● **Exercise**
Set down the entries once more, exactly as they are written.

Raw data section start

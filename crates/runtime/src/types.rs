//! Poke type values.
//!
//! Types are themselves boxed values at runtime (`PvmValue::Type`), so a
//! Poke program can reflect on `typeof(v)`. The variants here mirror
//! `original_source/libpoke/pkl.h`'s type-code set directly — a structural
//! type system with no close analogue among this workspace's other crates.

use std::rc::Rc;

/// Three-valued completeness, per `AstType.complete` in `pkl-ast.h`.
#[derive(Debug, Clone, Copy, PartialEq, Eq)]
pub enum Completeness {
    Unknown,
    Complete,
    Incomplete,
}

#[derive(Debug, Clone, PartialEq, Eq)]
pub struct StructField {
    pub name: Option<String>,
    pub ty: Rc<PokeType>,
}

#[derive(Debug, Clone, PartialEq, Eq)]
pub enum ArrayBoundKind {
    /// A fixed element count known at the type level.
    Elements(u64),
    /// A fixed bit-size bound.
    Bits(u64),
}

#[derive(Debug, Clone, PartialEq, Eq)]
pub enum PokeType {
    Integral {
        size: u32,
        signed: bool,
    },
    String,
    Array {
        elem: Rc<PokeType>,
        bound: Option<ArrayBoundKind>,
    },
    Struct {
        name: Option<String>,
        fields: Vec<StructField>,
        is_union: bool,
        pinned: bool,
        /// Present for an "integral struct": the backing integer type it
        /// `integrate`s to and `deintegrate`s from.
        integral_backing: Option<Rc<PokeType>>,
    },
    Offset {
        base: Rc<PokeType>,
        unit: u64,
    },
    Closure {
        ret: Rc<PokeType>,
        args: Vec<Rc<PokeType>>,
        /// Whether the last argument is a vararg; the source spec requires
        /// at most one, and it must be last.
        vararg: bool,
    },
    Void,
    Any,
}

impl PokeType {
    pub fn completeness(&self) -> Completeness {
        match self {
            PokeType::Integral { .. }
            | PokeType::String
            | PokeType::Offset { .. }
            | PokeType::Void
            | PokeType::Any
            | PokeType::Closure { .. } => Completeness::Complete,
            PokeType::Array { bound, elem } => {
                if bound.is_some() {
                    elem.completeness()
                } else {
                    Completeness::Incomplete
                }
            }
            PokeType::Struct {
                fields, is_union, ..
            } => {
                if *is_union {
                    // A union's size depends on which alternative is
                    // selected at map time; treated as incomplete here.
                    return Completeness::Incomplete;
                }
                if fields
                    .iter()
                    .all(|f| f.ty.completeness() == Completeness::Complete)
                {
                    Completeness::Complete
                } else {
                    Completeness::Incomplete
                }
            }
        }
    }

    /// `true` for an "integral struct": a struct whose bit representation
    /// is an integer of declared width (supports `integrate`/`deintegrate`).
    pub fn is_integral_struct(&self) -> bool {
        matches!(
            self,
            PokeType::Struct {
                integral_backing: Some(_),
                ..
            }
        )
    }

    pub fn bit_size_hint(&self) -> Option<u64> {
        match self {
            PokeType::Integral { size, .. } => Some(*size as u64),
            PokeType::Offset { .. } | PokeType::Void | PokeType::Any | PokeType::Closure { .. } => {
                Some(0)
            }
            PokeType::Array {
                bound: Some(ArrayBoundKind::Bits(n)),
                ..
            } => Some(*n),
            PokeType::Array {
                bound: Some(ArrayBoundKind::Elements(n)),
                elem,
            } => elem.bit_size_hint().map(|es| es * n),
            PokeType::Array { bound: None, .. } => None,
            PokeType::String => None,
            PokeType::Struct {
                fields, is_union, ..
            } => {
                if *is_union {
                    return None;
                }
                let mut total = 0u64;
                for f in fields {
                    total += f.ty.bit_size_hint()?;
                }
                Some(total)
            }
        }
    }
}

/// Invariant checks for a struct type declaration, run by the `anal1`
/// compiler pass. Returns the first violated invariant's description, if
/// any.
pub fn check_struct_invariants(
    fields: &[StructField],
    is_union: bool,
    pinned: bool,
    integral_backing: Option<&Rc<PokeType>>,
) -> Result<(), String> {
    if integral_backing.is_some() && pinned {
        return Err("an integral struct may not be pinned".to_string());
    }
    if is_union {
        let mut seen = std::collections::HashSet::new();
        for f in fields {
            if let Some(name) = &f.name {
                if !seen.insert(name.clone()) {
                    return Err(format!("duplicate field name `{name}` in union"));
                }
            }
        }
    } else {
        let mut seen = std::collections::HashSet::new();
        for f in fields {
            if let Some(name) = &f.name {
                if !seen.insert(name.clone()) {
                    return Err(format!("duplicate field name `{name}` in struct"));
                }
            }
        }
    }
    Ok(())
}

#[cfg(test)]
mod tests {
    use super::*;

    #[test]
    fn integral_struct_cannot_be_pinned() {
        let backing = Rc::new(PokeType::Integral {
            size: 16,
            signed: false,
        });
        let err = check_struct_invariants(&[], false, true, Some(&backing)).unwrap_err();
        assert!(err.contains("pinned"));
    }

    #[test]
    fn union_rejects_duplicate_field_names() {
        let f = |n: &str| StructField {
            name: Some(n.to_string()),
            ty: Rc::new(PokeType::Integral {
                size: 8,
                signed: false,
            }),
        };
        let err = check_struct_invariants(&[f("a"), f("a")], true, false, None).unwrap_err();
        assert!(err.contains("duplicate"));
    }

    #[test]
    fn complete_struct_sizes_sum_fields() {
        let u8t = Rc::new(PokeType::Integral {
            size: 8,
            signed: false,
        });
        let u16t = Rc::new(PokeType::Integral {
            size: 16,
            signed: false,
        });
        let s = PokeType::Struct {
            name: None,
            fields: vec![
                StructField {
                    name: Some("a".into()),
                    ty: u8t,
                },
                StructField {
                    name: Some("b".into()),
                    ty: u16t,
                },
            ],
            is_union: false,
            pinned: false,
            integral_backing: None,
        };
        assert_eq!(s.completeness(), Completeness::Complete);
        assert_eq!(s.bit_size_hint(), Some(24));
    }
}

Raw data section end

● **Exercise result**
filename crates/runtime/src/types.rs
//! Poke type values.
//!
//! Types are themselves boxed values at runtime (`PvmValue::Type`), so a
//! Poke program can reflect on `typeof(v)`. The variants here mirror
//! `original_source/libpoke/pkl.h`'s type-code set directly — a structural
//! type system with no close analogue among this workspace's other crates.

use std::rc::Rc;

/// Three-valued completeness, per `AstType.complete` in `pkl-ast.h`.
#[derive(Debug, Clone, Copy, PartialEq, Eq)]
pub enum Completeness {
    Unknown,
    Complete,
    Incomplete,
}

#[derive(Debug, Clone, PartialEq, Eq)]
pub struct StructField {
    pub name: Option<String>,
    pub ty: Rc<PokeType>,
}

#[derive(Debug, Clone, PartialEq, Eq)]
pub enum ArrayBoundKind {
    /// A fixed element count known at the type level.
    Elements(u64),
    /// A fixed bit-size bound.
    Bits(u64),
}

#[derive(Debug, Clone, PartialEq, Eq)]
pub enum PokeType {
    Integral {
        size: u32,
        signed: bool,
    },
    String,
    Array {
        elem: Rc<PokeType>,
        bound: Option<ArrayBoundKind>,
    },
    Struct {
        name: Option<String>,
        fields: Vec<StructField>,
        is_union: bool,
        pinned: bool,
        /// Present for an "integral struct": the backing integer type it
        /// `integrate`s to and `deintegrate`s from.
        integral_backing: Option<Rc<PokeType>>,
    },
    Offset {
        base: Rc<PokeType>,
        unit: u64,
    },
    Closure {
        ret: Rc<PokeType>,
        args: Vec<Rc<PokeType>>,
        /// Whether the last argument is a vararg; the source spec requires
        /// at most one, and it must be last.
        vararg: bool,
    },
    Void,
    Any,
}

impl PokeType {
    pub fn completeness(&self) -> Completeness {
        match self {
            PokeType::Integral { .. }
            | PokeType::String
            | PokeType::Offset { .. }
            | PokeType::Void
            | PokeType::Any
            | PokeType::Closure { .. } => Completeness::Complete,
            PokeType::Array { bound, elem } => {
                if bound.is_some() {
                    elem.completeness()
                } else {
                    Completeness::Incomplete
                }
            }
            PokeType::Struct {
                fields, is_union, ..
            } => {
                if *is_union {
                    // A union's size depends on which alternative is
                    // selected at map time; treated as incomplete here.
                    return Completeness::Incomplete;
                }
                if fields
                    .iter()
                    .all(|f| f.ty.completeness() == Completeness::Complete)
                {
                    Completeness::Complete
                } else {
                    Completeness::Incomplete
                }
            }
        }
    }

    /// `true` for an "integral struct": a struct whose bit representation
    /// is an integer of declared width (supports `integrate`/`deintegrate`).
    pub fn is_integral_struct(&self) -> bool {
        matches!(
            self,
            PokeType::Struct {
                integral_backing: Some(_),
                ..
            }
        )
    }

    pub fn bit_size_hint(&self) -> Option<u64> {
        match self {
            PokeType::Integral { size, .. } => Some(*size as u64),
            PokeType::Offset { .. } | PokeType::Void | PokeType::Any | PokeType::Closure { .. } => {
                Some(0)
            }
            PokeType::Array {
                bound: Some(ArrayBoundKind::Bits(n)),
                ..
            } => Some(*n),
            PokeType::Array {
                bound: Some(ArrayBoundKind::Elements(n)),
                elem,
            } => elem.bit_size_hint().map(|es| es * n),
            PokeType::Array { bound: None, .. } => None,
            PokeType::String => None,
            PokeType::Struct {
                fields, is_union, ..
            } => {
                if *is_union {
                    return None;
                }
                let mut total = 0u64;
                for f in fields {
                    total += f.ty.bit_size_hint()?;
                }
                Some(total)
            }
        }
    }
}

/// Invariant checks for a struct type declaration, run by the `anal1`
/// compiler pass. Returns the first violated invariant's description, if
/// any.
pub fn check_struct_invariants(
    fields: &[StructField],
    is_union: bool,
    pinned: bool,
    integral_backing: Option<&Rc<PokeType>>,
) -> Result<(), String> {
    if integral_backing.is_some() && pinned {
        return Err("an integral struct may not be pinned".to_string());
    }
    if is_union {
        let mut seen = std::collections::HashSet::new();
        for f in fields {
            if let Some(name) = &f.name {
                if !seen.insert(name.clone()) {
                    return Err(format!("duplicate field name `{name}` in union"));
                }
            }
        }
    } else {
        let mut seen = std::collections::HashSet::new();
        for f in fields {
            if let Some(name) = &f.name {
                if !seen.insert(name.clone()) {
                    return Err(format!("duplicate field name `{name}` in struct"));
                }
            }
        }
    }
    Ok(())
}

#[cfg(test)]
mod tests {
    use super::*;

    #[test]
    fn integral_struct_cannot_be_pinned() {
        let backing = Rc::new(PokeType::Integral {
            size: 16,
            signed: false,
        });
        let err = check_struct_invariants(&[], false, true, Some(&backing)).unwrap_err();
        assert!(err.contains("pinned"));
    }

    #[test]
    fn union_rejects_duplicate_field_names() {
        let f = |n: &str| StructField {
            name: Some(n.to_string()),
            ty: Rc::new(PokeType::Integral {
                size: 8,
                signed: false,
            }),
        };
        let err = check_struct_invariants(&[f("a"), f("a")], true, false, None).unwrap_err();
        assert!(err.contains("duplicate"));
    }

    #[test]
    fn complete_struct_sizes_sum_fields() {
        let u8t = Rc::new(PokeType::Integral {
            size: 8,
            signed: false,
        });
        let u16t = Rc::new(PokeType::Integral {
            size: 16,
            signed: false,
        });
        let s = PokeType::Struct {
            name: None,
            fields: vec![
                StructField {
                    name: Some("a".into()),
                    ty: u8t,
                },
                StructField {
                    name: Some("b".into()),
                    ty: u16t,
                },
            ],
            is_union: false,
            pinned: false,
            integral_backing: None,
        };
        assert_eq!(s.completeness(), Completeness::Complete);
        assert_eq!(s.bit_size_hint(), Some(24));
    }
}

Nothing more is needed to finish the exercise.